Saved entries:
____

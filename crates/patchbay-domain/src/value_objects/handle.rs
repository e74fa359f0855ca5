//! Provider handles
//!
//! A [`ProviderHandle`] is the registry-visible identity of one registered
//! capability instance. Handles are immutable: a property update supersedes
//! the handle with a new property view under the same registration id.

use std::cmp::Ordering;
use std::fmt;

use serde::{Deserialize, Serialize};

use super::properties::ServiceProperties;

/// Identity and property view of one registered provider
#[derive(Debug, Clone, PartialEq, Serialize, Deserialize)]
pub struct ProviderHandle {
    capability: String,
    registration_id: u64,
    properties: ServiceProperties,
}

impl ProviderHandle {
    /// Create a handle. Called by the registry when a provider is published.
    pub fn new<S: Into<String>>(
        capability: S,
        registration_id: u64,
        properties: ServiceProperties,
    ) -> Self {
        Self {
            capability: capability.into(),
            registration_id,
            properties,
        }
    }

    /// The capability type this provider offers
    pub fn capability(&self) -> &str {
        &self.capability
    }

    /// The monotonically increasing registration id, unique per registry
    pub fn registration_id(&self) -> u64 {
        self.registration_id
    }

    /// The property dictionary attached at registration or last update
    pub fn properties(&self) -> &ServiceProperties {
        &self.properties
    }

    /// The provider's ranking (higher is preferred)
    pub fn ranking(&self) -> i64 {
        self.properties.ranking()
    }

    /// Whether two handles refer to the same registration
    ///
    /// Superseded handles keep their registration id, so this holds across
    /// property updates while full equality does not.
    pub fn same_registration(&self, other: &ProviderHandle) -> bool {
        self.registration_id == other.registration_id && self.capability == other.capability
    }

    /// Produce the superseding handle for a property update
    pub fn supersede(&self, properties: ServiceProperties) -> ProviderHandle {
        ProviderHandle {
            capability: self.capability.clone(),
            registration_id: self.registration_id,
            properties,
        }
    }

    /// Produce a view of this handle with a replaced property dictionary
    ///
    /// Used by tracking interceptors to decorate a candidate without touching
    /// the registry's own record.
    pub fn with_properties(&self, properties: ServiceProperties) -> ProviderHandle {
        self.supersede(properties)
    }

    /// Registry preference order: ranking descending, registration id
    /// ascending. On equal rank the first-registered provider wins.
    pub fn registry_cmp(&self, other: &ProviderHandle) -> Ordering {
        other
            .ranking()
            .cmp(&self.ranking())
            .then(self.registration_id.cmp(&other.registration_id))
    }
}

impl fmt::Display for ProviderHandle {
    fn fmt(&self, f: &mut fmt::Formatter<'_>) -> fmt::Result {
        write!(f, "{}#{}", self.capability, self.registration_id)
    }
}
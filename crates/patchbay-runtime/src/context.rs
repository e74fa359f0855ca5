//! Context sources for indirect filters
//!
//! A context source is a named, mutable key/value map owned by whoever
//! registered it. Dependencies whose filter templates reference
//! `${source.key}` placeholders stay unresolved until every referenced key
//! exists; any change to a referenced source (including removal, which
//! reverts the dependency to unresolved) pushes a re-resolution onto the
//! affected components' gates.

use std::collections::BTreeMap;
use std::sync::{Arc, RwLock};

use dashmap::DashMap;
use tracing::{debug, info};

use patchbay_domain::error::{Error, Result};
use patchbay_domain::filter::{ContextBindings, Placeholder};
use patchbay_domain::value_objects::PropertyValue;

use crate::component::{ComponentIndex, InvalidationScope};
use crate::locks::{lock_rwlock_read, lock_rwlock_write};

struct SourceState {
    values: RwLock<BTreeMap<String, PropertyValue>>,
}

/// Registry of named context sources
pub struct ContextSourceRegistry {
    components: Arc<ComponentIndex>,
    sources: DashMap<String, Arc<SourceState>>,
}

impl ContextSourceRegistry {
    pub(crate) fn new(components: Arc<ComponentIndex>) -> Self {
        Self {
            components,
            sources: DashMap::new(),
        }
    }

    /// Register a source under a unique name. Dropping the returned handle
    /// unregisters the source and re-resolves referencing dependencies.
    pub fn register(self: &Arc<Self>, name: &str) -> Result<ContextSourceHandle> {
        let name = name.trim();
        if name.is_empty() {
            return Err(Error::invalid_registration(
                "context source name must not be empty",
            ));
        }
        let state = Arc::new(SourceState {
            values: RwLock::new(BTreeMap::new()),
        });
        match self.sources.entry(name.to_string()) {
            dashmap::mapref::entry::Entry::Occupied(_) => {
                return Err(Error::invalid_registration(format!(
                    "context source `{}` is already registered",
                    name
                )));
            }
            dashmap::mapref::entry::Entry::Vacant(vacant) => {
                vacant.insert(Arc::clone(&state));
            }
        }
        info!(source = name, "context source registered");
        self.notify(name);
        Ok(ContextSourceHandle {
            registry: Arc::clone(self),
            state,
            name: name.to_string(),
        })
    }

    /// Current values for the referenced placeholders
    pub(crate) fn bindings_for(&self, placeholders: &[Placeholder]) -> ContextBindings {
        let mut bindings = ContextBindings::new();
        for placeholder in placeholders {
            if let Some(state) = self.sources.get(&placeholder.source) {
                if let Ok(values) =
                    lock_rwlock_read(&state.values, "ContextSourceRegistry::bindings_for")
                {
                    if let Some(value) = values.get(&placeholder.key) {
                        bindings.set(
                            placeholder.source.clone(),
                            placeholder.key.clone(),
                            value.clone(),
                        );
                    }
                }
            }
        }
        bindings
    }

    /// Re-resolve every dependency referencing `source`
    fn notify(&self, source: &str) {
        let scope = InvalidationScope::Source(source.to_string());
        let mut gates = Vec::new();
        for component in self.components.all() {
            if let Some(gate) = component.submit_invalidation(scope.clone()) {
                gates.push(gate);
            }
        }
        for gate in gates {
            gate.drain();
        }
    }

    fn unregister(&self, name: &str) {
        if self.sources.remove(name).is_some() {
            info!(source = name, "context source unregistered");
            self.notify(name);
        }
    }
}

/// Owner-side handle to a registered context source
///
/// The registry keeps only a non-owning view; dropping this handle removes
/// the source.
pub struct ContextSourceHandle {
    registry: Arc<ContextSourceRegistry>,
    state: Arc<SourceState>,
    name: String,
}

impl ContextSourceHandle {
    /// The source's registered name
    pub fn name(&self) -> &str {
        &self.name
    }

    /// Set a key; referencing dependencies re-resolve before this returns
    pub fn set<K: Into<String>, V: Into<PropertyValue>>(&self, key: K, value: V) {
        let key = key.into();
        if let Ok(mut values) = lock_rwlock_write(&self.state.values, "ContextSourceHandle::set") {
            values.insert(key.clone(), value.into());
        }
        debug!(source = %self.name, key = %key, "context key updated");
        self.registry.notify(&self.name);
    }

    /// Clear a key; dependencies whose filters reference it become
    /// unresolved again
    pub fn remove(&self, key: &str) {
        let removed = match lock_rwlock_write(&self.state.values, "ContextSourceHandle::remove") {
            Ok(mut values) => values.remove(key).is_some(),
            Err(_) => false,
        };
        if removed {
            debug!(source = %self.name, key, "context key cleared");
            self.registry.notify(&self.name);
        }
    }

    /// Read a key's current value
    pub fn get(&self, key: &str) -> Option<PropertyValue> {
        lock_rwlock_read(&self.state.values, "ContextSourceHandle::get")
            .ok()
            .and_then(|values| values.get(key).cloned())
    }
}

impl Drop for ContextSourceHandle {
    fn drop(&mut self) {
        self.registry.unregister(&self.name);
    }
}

____

_What is being asked_:
The records above need to be retyped exactly.

_Reply to the exercise_:
filename crates/patchbay-domain/src/value_objects/handle.rs
repository e74fa359f0855ca5
//! Provider handles
//!
//! A [`ProviderHandle`] is the registry-visible identity of one registered
//! capability instance. Handles are immutable: a property update supersedes
//! the handle with a new property view under the same registration id.

use std::cmp::Ordering;
use std::fmt;

use serde::{Deserialize, Serialize};

use super::properties::ServiceProperties;

/// Identity and property view of one registered provider
#[derive(Debug, Clone, PartialEq, Serialize, Deserialize)]
pub struct ProviderHandle {
    capability: String,
    registration_id: u64,
    properties: ServiceProperties,
}

impl ProviderHandle {
    /// Create a handle. Called by the registry when a provider is published.
    pub fn new<S: Into<String>>(
        capability: S,
        registration_id: u64,
        properties: ServiceProperties,
    ) -> Self {
        Self {
            capability: capability.into(),
            registration_id,
            properties,
        }
    }

    /// The capability type this provider offers
    pub fn capability(&self) -> &str {
        &self.capability
    }

    /// The monotonically increasing registration id, unique per registry
    pub fn registration_id(&self) -> u64 {
        self.registration_id
    }

    /// The property dictionary attached at registration or last update
    pub fn properties(&self) -> &ServiceProperties {
        &self.properties
    }

    /// The provider's ranking (higher is preferred)
    pub fn ranking(&self) -> i64 {
        self.properties.ranking()
    }

    /// Whether two handles refer to the same registration
    ///
    /// Superseded handles keep their registration id, so this holds across
    /// property updates while full equality does not.
    pub fn same_registration(&self, other: &ProviderHandle) -> bool {
        self.registration_id == other.registration_id && self.capability == other.capability
    }

    /// Produce the superseding handle for a property update
    pub fn supersede(&self, properties: ServiceProperties) -> ProviderHandle {
        ProviderHandle {
            capability: self.capability.clone(),
            registration_id: self.registration_id,
            properties,
        }
    }

    /// Produce a view of this handle with a replaced property dictionary
    ///
    /// Used by tracking interceptors to decorate a candidate without touching
    /// the registry's own record.
    pub fn with_properties(&self, properties: ServiceProperties) -> ProviderHandle {
        self.supersede(properties)
    }

    /// Registry preference order: ranking descending, registration id
    /// ascending. On equal rank the first-registered provider wins.
    pub fn registry_cmp(&self, other: &ProviderHandle) -> Ordering {
        other
            .ranking()
            .cmp(&self.ranking())
            .then(self.registration_id.cmp(&other.registration_id))
    }
}

impl fmt::Display for ProviderHandle {
    fn fmt(&self, f: &mut fmt::Formatter<'_>) -> fmt::Result {
        write!(f, "{}#{}", self.capability, self.registration_id)
    }
}
filename crates/patchbay-runtime/src/context.rs
repository e74fa359f0855ca5
//! Context sources for indirect filters
//!
//! A context source is a named, mutable key/value map owned by whoever
//! registered it. Dependencies whose filter templates reference
//! `${source.key}` placeholders stay unresolved until every referenced key
//! exists; any change to a referenced source (including removal, which
//! reverts the dependency to unresolved) pushes a re-resolution onto the
//! affected components' gates.

use std::collections::BTreeMap;
use std::sync::{Arc, RwLock};

use dashmap::DashMap;
use tracing::{debug, info};

use patchbay_domain::error::{Error, Result};
use patchbay_domain::filter::{ContextBindings, Placeholder};
use patchbay_domain::value_objects::PropertyValue;

use crate::component::{ComponentIndex, InvalidationScope};
use crate::locks::{lock_rwlock_read, lock_rwlock_write};

struct SourceState {
    values: RwLock<BTreeMap<String, PropertyValue>>,
}

/// Registry of named context sources
pub struct ContextSourceRegistry {
    components: Arc<ComponentIndex>,
    sources: DashMap<String, Arc<SourceState>>,
}

impl ContextSourceRegistry {
    pub(crate) fn new(components: Arc<ComponentIndex>) -> Self {
        Self {
            components,
            sources: DashMap::new(),
        }
    }

    /// Register a source under a unique name. Dropping the returned handle
    /// unregisters the source and re-resolves referencing dependencies.
    pub fn register(self: &Arc<Self>, name: &str) -> Result<ContextSourceHandle> {
        let name = name.trim();
        if name.is_empty() {
            return Err(Error::invalid_registration(
                "context source name must not be empty",
            ));
        }
        let state = Arc::new(SourceState {
            values: RwLock::new(BTreeMap::new()),
        });
        match self.sources.entry(name.to_string()) {
            dashmap::mapref::entry::Entry::Occupied(_) => {
                return Err(Error::invalid_registration(format!(
                    "context source `{}` is already registered",
                    name
                )));
            }
            dashmap::mapref::entry::Entry::Vacant(vacant) => {
                vacant.insert(Arc::clone(&state));
            }
        }
        info!(source = name, "context source registered");
        self.notify(name);
        Ok(ContextSourceHandle {
            registry: Arc::clone(self),
            state,
            name: name.to_string(),
        })
    }

    /// Current values for the referenced placeholders
    pub(crate) fn bindings_for(&self, placeholders: &[Placeholder]) -> ContextBindings {
        let mut bindings = ContextBindings::new();
        for placeholder in placeholders {
            if let Some(state) = self.sources.get(&placeholder.source) {
                if let Ok(values) =
                    lock_rwlock_read(&state.values, "ContextSourceRegistry::bindings_for")
                {
                    if let Some(value) = values.get(&placeholder.key) {
                        bindings.set(
                            placeholder.source.clone(),
                            placeholder.key.clone(),
                            value.clone(),
                        );
                    }
                }
            }
        }
        bindings
    }

    /// Re-resolve every dependency referencing `source`
    fn notify(&self, source: &str) {
        let scope = InvalidationScope::Source(source.to_string());
        let mut gates = Vec::new();
        for component in self.components.all() {
            if let Some(gate) = component.submit_invalidation(scope.clone()) {
                gates.push(gate);
            }
        }
        for gate in gates {
            gate.drain();
        }
    }

    fn unregister(&self, name: &str) {
        if self.sources.remove(name).is_some() {
            info!(source = name, "context source unregistered");
            self.notify(name);
        }
    }
}

/// Owner-side handle to a registered context source
///
/// The registry keeps only a non-owning view; dropping this handle removes
/// the source.
pub struct ContextSourceHandle {
    registry: Arc<ContextSourceRegistry>,
    state: Arc<SourceState>,
    name: String,
}

impl ContextSourceHandle {
    /// The source's registered name
    pub fn name(&self) -> &str {
        &self.name
    }

    /// Set a key; referencing dependencies re-resolve before this returns
    pub fn set<K: Into<String>, V: Into<PropertyValue>>(&self, key: K, value: V) {
        let key = key.into();
        if let Ok(mut values) = lock_rwlock_write(&self.state.values, "ContextSourceHandle::set") {
            values.insert(key.clone(), value.into());
        }
        debug!(source = %self.name, key = %key, "context key updated");
        self.registry.notify(&self.name);
    }

    /// Clear a key; dependencies whose filters reference it become
    /// unresolved again
    pub fn remove(&self, key: &str) {
        let removed = match lock_rwlock_write(&self.state.values, "ContextSourceHandle::remove") {
            Ok(mut values) => values.remove(key).is_some(),
            Err(_) => false,
        };
        if removed {
            debug!(source = %self.name, key, "context key cleared");
            self.registry.notify(&self.name);
        }
    }

    /// Read a key's current value
    pub fn get(&self, key: &str) -> Option<PropertyValue> {
        lock_rwlock_read(&self.state.values, "ContextSourceHandle::get")
            .ok()
            .and_then(|values| values.get(key).cloned())
    }
}

impl Drop for ContextSourceHandle {
    fn drop(&mut self) {
        self.registry.unregister(&self.name);
    }
}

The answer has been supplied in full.